(Saved entries)
__________________________________________________
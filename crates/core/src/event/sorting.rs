use super::types::Event;

/// Sorts events newest first by creation time.
///
/// The sort is stable, so events created at the same instant keep their
/// relative order.
pub fn sort_events_newest_first(events: &mut [Event]) {
    events.sort_by(|a, b| b.created_at.cmp(&a.created_at));
}

/// Returns true if `events` is in non-increasing creation-time order.
pub fn is_newest_first(events: &[Event]) -> bool {
    events
        .windows(2)
        .all(|pair| pair[0].created_at >= pair[1].created_at)
}
//! MongoDB storage backend implementation.
//!
//! This module provides a MongoDB-based implementation of the repository
//! traits using the official `mongodb` driver, plus the connector used by the
//! connection cache.

mod connector;
mod conversions;
mod error;
mod repository;

pub use connector::MongoConnector;

/// Collection that holds event documents.
pub const EVENTS_COLLECTION: &str = "events";
use std::time::Duration;

use axum::{
    extract::DefaultBodyLimit,
    http::{header, Method, StatusCode},
    routing::get,
    Router,
};
use tower_http::{
    cors::{Any, CorsLayer},
    timeout::TimeoutLayer,
    trace::TraceLayer,
};

use crate::{
    handlers::{
        events::{create_event, list_events},
        health::{livez, readyz},
    },
    state::AppState,
};

/// Create the application router with all routes and middleware.
pub fn create_app(state: AppState) -> Router {
    // CORS configuration for API endpoints
    let cors = CorsLayer::new()
        .allow_origin(Any)
        .allow_methods([Method::GET, Method::POST])
        .allow_headers([header::CONTENT_TYPE]);

    // API routes with CORS
    let api_routes = Router::new()
        .route("/events", get(list_events).post(create_event))
        .layer(DefaultBodyLimit::max(state.max_upload_bytes))
        .layer(cors);

    // Main application router
    Router::new()
        .route("/livez", get(livez))
        .route("/readyz", get(readyz))
        .nest("/api", api_routes)
        .layer(TraceLayer::new_for_http())
        .layer(TimeoutLayer::with_status_code(
            StatusCode::REQUEST_TIMEOUT,
            Duration::from_secs(30),
        ))
        .with_state(state)
}
use std::sync::Arc;

use async_trait::async_trait;

use crate::event::Event;

use super::Result;

/// Repository for event records.
#[async_trait]
pub trait EventRepository: Send + Sync {
    /// Inserts a new event.
    async fn create_event(&self, event: &Event) -> Result<()>;

    /// Returns every event, newest first.
    async fn list_events(&self) -> Result<Vec<Event>>;
}

/// Shared handle to a connected event repository.
pub type EventStore = Arc<dyn EventRepository>;

/// Establishes a connection to a store addressed by a URI.
///
/// Implementations must fail instead of queueing work when the server is
/// unreachable.
#[async_trait]
pub trait Connector: Send + Sync {
    type Handle: Clone + Send + Sync;

    /// Connects to `uri` and returns a ready-to-use handle.
    async fn connect(&self, uri: &str) -> Result<Self::Handle>;
}
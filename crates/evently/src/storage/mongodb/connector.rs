//! Fail-fast MongoDB connector.

use std::future::Future;
use std::sync::Arc;
use std::time::Duration;

use async_trait::async_trait;
use mongodb::bson::doc;
use mongodb::options::ClientOptions;
use mongodb::{Client, Database};

use evently_core::storage::{Connector, EventStore, Result};

use super::error::map_connection_error;
use super::repository::MongoEventRepository;
use crate::config::{Config, DEFAULT_DATABASE_NAME};

/// Connects to MongoDB and hands out an [`EventStore`].
///
/// The driver never buffers operations for an unreachable server, but it
/// does wait for server selection. The connector bounds that wait and pings
/// the server before returning, so a dead database surfaces as a connection
/// error on the first request instead of a hung one.
#[derive(Debug, Clone)]
pub struct MongoConnector {
    database_name: Option<String>,
    server_selection_timeout: Duration,
}

impl MongoConnector {
    pub fn new(database_name: Option<String>, server_selection_timeout: Duration) -> Self {
        Self {
            database_name,
            server_selection_timeout,
        }
    }

    pub fn from_config(config: &Config) -> Self {
        Self::new(
            config.mongodb_database.clone(),
            config.server_selection_timeout(),
        )
    }

    fn select_database(&self, client: &Client) -> Database {
        match &self.database_name {
            Some(name) => client.database(name),
            None => client
                .default_database()
                .unwrap_or_else(|| client.database(DEFAULT_DATABASE_NAME)),
        }
    }
}

#[async_trait]
impl Connector for MongoConnector {
    type Handle = EventStore;

    async fn connect(&self, uri: &str) -> Result<EventStore> {
        let mut options = ClientOptions::parse(uri)
            .await
            .map_err(map_connection_error)?;
        options.server_selection_timeout = Some(self.server_selection_timeout);
        options.app_name = Some("evently".to_string());

        let client = Client::with_options(options).map_err(map_connection_error)?;
        let database = self.select_database(&client);

        database
            .run_command(doc! { "ping": 1 })
            .await
            .map_err(map_connection_error)?;

        tracing::debug!(database = %database.name(), "MongoDB ping succeeded");

        let repository = MongoEventRepository::new(&database);
        ensure_indexes_best_effort(repository.ensure_indexes()).await;

        Ok(Arc::new(repository))
    }
}

/// Runs index creation, logging a failure instead of returning it.
///
/// Returns true if the indexes are in place.
async fn ensure_indexes_best_effort<F>(ensure: F) -> bool
where
    F: Future<Output = Result<()>>,
{
    match ensure.await {
        Ok(()) => true,
        Err(err) => {
            tracing::warn!(error = %err, "Could not create event indexes; listing will run unindexed");
            false
        }
    }
}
__________________________________________________
Task brief ▸
Your reply should repeat the entries above in full, with every character intact.

Answer section ▸
filename crates/core/src/event/sorting.rs
use super::types::Event;

/// Sorts events newest first by creation time.
///
/// The sort is stable, so events created at the same instant keep their
/// relative order.
pub fn sort_events_newest_first(events: &mut [Event]) {
    events.sort_by(|a, b| b.created_at.cmp(&a.created_at));
}

/// Returns true if `events` is in non-increasing creation-time order.
pub fn is_newest_first(events: &[Event]) -> bool {
    events
        .windows(2)
        .all(|pair| pair[0].created_at >= pair[1].created_at)
}
//! MongoDB storage backend implementation.
//!
//! This module provides a MongoDB-based implementation of the repository
//! traits using the official `mongodb` driver, plus the connector used by the
//! connection cache.

mod connector;
mod conversions;
mod error;
mod repository;

pub use connector::MongoConnector;

/// Collection that holds event documents.
pub const EVENTS_COLLECTION: &str = "events";
use std::time::Duration;

use axum::{
    extract::DefaultBodyLimit,
    http::{header, Method, StatusCode},
    routing::get,
    Router,
};
use tower_http::{
    cors::{Any, CorsLayer},
    timeout::TimeoutLayer,
    trace::TraceLayer,
};

use crate::{
    handlers::{
        events::{create_event, list_events},
        health::{livez, readyz},
    },
    state::AppState,
};

/// Create the application router with all routes and middleware.
pub fn create_app(state: AppState) -> Router {
    // CORS configuration for API endpoints
    let cors = CorsLayer::new()
        .allow_origin(Any)
        .allow_methods([Method::GET, Method::POST])
        .allow_headers([header::CONTENT_TYPE]);

    // API routes with CORS
    let api_routes = Router::new()
        .route("/events", get(list_events).post(create_event))
        .layer(DefaultBodyLimit::max(state.max_upload_bytes))
        .layer(cors);

    // Main application router
    Router::new()
        .route("/livez", get(livez))
        .route("/readyz", get(readyz))
        .nest("/api", api_routes)
        .layer(TraceLayer::new_for_http())
        .layer(TimeoutLayer::with_status_code(
            StatusCode::REQUEST_TIMEOUT,
            Duration::from_secs(30),
        ))
        .with_state(state)
}
use std::sync::Arc;

use async_trait::async_trait;

use crate::event::Event;

use super::Result;

/// Repository for event records.
#[async_trait]
pub trait EventRepository: Send + Sync {
    /// Inserts a new event.
    async fn create_event(&self, event: &Event) -> Result<()>;

    /// Returns every event, newest first.
    async fn list_events(&self) -> Result<Vec<Event>>;
}

/// Shared handle to a connected event repository.
pub type EventStore = Arc<dyn EventRepository>;

/// Establishes a connection to a store addressed by a URI.
///
/// Implementations must fail instead of queueing work when the server is
/// unreachable.
#[async_trait]
pub trait Connector: Send + Sync {
    type Handle: Clone + Send + Sync;

    /// Connects to `uri` and returns a ready-to-use handle.
    async fn connect(&self, uri: &str) -> Result<Self::Handle>;
}
filename crates/evently/src/storage/mongodb/connector.rs
//! Fail-fast MongoDB connector.

use std::future::Future;
use std::sync::Arc;
use std::time::Duration;

use async_trait::async_trait;
use mongodb::bson::doc;
use mongodb::options::ClientOptions;
use mongodb::{Client, Database};

use evently_core::storage::{Connector, EventStore, Result};

use super::error::map_connection_error;
use super::repository::MongoEventRepository;
use crate::config::{Config, DEFAULT_DATABASE_NAME};

/// Connects to MongoDB and hands out an [`EventStore`].
///
/// The driver never buffers operations for an unreachable server, but it
/// does wait for server selection. The connector bounds that wait and pings
/// the server before returning, so a dead database surfaces as a connection
/// error on the first request instead of a hung one.
#[derive(Debug, Clone)]
pub struct MongoConnector {
    database_name: Option<String>,
    server_selection_timeout: Duration,
}

impl MongoConnector {
    pub fn new(database_name: Option<String>, server_selection_timeout: Duration) -> Self {
        Self {
            database_name,
            server_selection_timeout,
        }
    }

    pub fn from_config(config: &Config) -> Self {
        Self::new(
            config.mongodb_database.clone(),
            config.server_selection_timeout(),
        )
    }

    fn select_database(&self, client: &Client) -> Database {
        match &self.database_name {
            Some(name) => client.database(name),
            None => client
                .default_database()
                .unwrap_or_else(|| client.database(DEFAULT_DATABASE_NAME)),
        }
    }
}

#[async_trait]
impl Connector for MongoConnector {
    type Handle = EventStore;

    async fn connect(&self, uri: &str) -> Result<EventStore> {
        let mut options = ClientOptions::parse(uri)
            .await
            .map_err(map_connection_error)?;
        options.server_selection_timeout = Some(self.server_selection_timeout);
        options.app_name = Some("evently".to_string());

        let client = Client::with_options(options).map_err(map_connection_error)?;
        let database = self.select_database(&client);

        database
            .run_command(doc! { "ping": 1 })
            .await
            .map_err(map_connection_error)?;

        tracing::debug!(database = %database.name(), "MongoDB ping succeeded");

        let repository = MongoEventRepository::new(&database);
        ensure_indexes_best_effort(repository.ensure_indexes()).await;

        Ok(Arc::new(repository))
    }
}

/// Runs index creation, logging a failure instead of returning it.
///
/// Returns true if the indexes are in place.
async fn ensure_indexes_best_effort<F>(ensure: F) -> bool
where
    F: Future<Output = Result<()>>,
{
    match ensure.await {
        Ok(()) => true,
        Err(err) => {
            tracing::warn!(error = %err, "Could not create event indexes; listing will run unindexed");
            false
        }
    }
}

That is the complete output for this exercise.